Più nel dettaglio, l’Italia mostra peggioramenti rispetto al 2010 per la povertà (Goal 1), i sistemi idrici e sociosanitari (Goal 6), la qualità degli ecosistemi terrestri e marini (Goal 14 e 15), la governance (Goal 16) e la partnership (Goal 17), una sostanziale stabilità per gli aspetti legati al cibo (Goal 2), alle disuguaglianze (Goal 10) e alle città sostenibili (Goal 11), mentre per gli altri otto Goal i miglioramenti sono inferiori al 10% in 12 anni, eccetto che per la salute (Goal 3) e l’economia circolare (Goal 12), per i quali l’aumento è leggermente superiore.

Che cosa vogliono dire questi dati, in concreto? Soffermandosi sul profilo della sostenibilità sociale, basti osservare che quasi due milioni di famiglie italiane sono in condizione di povertà assoluta; le disuguaglianze tra ricchi e poveri sono in crescita e quasi cinque milioni di giovani 18-34enni (quasi uno su due) presentano almeno un segnale di deprivazione; 1,7 milioni di giovani non studiano e non lavorano (Neet); la spesa pubblica sanitaria e per l’istruzione è nettamente inferiore a quella europea.

Per riprendere ad avanzare in un percorso di sviluppo sostenibile, l’ASviS ha messo in campo 13 linee di intervento prioritarie, che verranno esaminate in più incontri dedicati a cavallo tra novembre e dicembre: «Alcune delle proposte – continua Giovannini – implicano risorse finanziarie significative, altre sono a ‘costo zero’ o quasi. Molti interventi, peraltro, sono in linea con le Raccomandazioni specifiche rivolte all’Italia dal Consiglio europeo a luglio scorso e potrebbero essere quindi integrati nella prossima Legge di bilancio e dei provvedimenti collegati, nonché nelle riforme previste dal Pnrr».

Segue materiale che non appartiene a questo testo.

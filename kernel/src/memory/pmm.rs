//! Physical frame allocation.
//!
//! The process core never owns physical memory; it borrows frames through
//! [`FrameAllocator`]. [`FreeList`] is the stock implementation: an
//! intrusive singly linked list threaded through the free frames
//! themselves, reached through the HHDM window.

use spin::Mutex;

use super::address::{PhysAddr, PhysFrame, PAGE_SIZE};

/// Byte written over every freed frame so stale readers see garbage
/// instead of the previous owner's data.
pub const JUNK: u8 = 0x01;

/// Source of 4 KiB physical frames.
///
/// Frames come back with unspecified contents; zero them if that matters.
pub trait FrameAllocator: Sync {
    fn allocate_frame(&self) -> Option<PhysFrame>;
    fn free_frame(&self, frame: PhysFrame);
}

/// Allocate one frame and clear it.
pub fn allocate_zeroed(frames: &dyn FrameAllocator) -> Option<PhysFrame> {
    let frame = frames.allocate_frame()?;
    // SAFETY: freshly allocated, so nobody else references it.
    unsafe { frame.fill(0) };
    Some(frame)
}

struct FreeListInner {
    /// Physical address of the first free frame, 0 when empty.
    head: u64,
    free: usize,
}

/// Free-list allocator over one contiguous physical range.
pub struct FreeList {
    start: PhysAddr,
    end: PhysAddr,
    inner: Mutex<FreeListInner>,
}

impl FreeList {
    /// Build a list holding every whole frame in `[start, end)`.
    ///
    /// # Safety
    /// The range must be RAM owned exclusively by this allocator and mapped
    /// through the HHDM window. Physical address 0 must not be part of it.
    pub unsafe fn new(start: PhysAddr, end: PhysAddr) -> Self {
        let start = start.page_align_up();
        let end = end.page_align_down();
        assert!(!start.is_zero(), "FreeList: frame 0 cannot be managed");
        let list = Self {
            start,
            end,
            inner: Mutex::new(FreeListInner { head: 0, free: 0 }),
        };
        let mut addr = start.as_u64();
        while addr + PAGE_SIZE <= end.as_u64() {
            list.free_frame(PhysFrame::from_start(PhysAddr::new(addr)));
            addr += PAGE_SIZE;
        }
        klog::debug!(
            "pmm: {} frames in [{}, {})",
            list.free_count(),
            list.start,
            list.end
        );
        list
    }

    pub fn free_count(&self) -> usize {
        self.inner.lock().free
    }

    pub fn total_frames(&self) -> usize {
        ((self.end - self.start) / PAGE_SIZE) as usize
    }
}

impl FrameAllocator for FreeList {
    fn allocate_frame(&self) -> Option<PhysFrame> {
        let mut inner = self.inner.lock();
        if inner.head == 0 {
            return None;
        }
        let frame = PhysFrame::from_start(PhysAddr::new(inner.head));
        // SAFETY: every listed frame stores the next link in its first word.
        inner.head = unsafe { frame.as_mut_ptr::<u64>().read() };
        inner.free -= 1;
        Some(frame)
    }

    fn free_frame(&self, frame: PhysFrame) {
        let addr = frame.start();
        if addr < self.start || addr >= self.end {
            panic!("free_frame: {:?} outside {}..{}", frame, self.start, self.end);
        }
        // SAFETY: the caller gave the frame back, so we own it now.
        unsafe { frame.fill(JUNK) };
        let mut inner = self.inner.lock();
        // SAFETY: as above; the first word becomes the link.
        unsafe { frame.as_mut_ptr::<u64>().write(inner.head) };
        inner.head = addr.as_u64();
        inner.free += 1;
    }
}

#[cfg(test)]
mod tests {
    use super::*;
    use crate::hosted::phys;

    #[test]
    fn freed_frames_are_junk_filled_and_reused() {
        let region = phys::reserve(4);
        let list = unsafe { FreeList::new(region.start, region.end) };
        assert_eq!(list.free_count(), 4);
        assert_eq!(list.total_frames(), 4);

        let a = list.allocate_frame().unwrap();
        unsafe { a.fill(0xAB) };
        list.free_frame(a);
        let bytes = unsafe { a.bytes_mut() };
        assert!(bytes[8..].iter().all(|&b| b == JUNK));

        let again = list.allocate_frame().unwrap();
        assert_eq!(again, a);
        let z = allocate_zeroed(&list).unwrap();
        assert!(unsafe { z.bytes_mut() }.iter().all(|&b| b == 0));
    }

    #[test]
    fn exhaustion_returns_none() {
        let region = phys::reserve(2);
        let list = unsafe { FreeList::new(region.start, region.end) };
        assert!(list.allocate_frame().is_some());
        assert!(list.allocate_frame().is_some());
        assert!(list.allocate_frame().is_none());
    }

    #[test]
    #[should_panic(expected = "free_frame")]
    fn foreign_frame_is_fatal() {
        let region = phys::reserve(1);
        let list = unsafe { FreeList::new(region.start, region.end) };
        list.free_frame(PhysFrame::from_start(region.end));
    }
}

Per quanto riguarda invece i fronti politici dove è più urgente intervenire, l’Italia è chiamata a dotarsi di una legge per il clima – come proposto nei giorni scorsi in Senato dalle principali associazioni ambientaliste attive a livello nazionale –, e inoltre «le bozze del Piano nazionale integrato energia-clima (Pniec) e del Piano nazionale per l’adattamento ai cambiamenti climatici (Pnacc) devono essere rafforzate e finalizzate il prima possibile».

Tutte priorità note e ribadite da tempo ma che non vengono tradotte in pratica, alimentando di fatto lo scetticismo dei cittadini sulla reale volontà di concretizzare un modello di sviluppo sostenibile da parte di Governo e imprese.

Da una parte la necessità di imboccare un percorso di sviluppo sostenibile è ben presente tra la popolazione: un recente sondaggio dell’Eurobarometro mostra che per il 96% degli italiani i cambiamenti climatici sono un grave problema su scala mondiale, per il 74% il governo nazionale non sta facendo abbastanza per affrontare il fenomeno, e per l’87% la transizione ecologica è economicamente vantaggiosa perché i danni provocati dalla crisi climatica sono molto più alti dei costi degli investimenti necessari per realizzare la prima.

A questa maggiore consapevolezza sul tema della sostenibilità si accompagna però, negli ultimi anni, un crescente scetticismo: «La quota degli scettici – dettaglia l’ASviS – è cresciuta dal 13% di tre anni fa al 22%, anche a causa di un’eccessiva enfasi di governi e imprese sui propositi e le promesse di azioni future a fronte di risultati limitati, cioè della percezione di un crescente greenwashing».

Una dinamica cui sta contribuendo anche l’ondata di “negazionismo climatico” manifestatasi nel corso di quest’anno (dopo quello legato alla pandemia da Covid-19), che ha obbligato il presidente della Repubblica, Sergio Mattarella, a intervenire più volte pubblicamente invitando tutti ad ascoltare la scienza.

«Alla constatazione che l’Italia procede a rilento sul cammino dello sviluppo sostenibile non deve corrispondere un sentimento di disfattismo – conclude la presidente dell’ASviS, Marcella Mallen – È ancora possibile cambiare passo, consolidando la crescente consapevolezza dell’opinione pubblica, delle imprese e delle amministrazioni pubbliche sul fatto che, nonostante i negazionisti, la scelta della sostenibilità conviene tanto dal punto di vista sociale e ambientale, quanto da quello economico».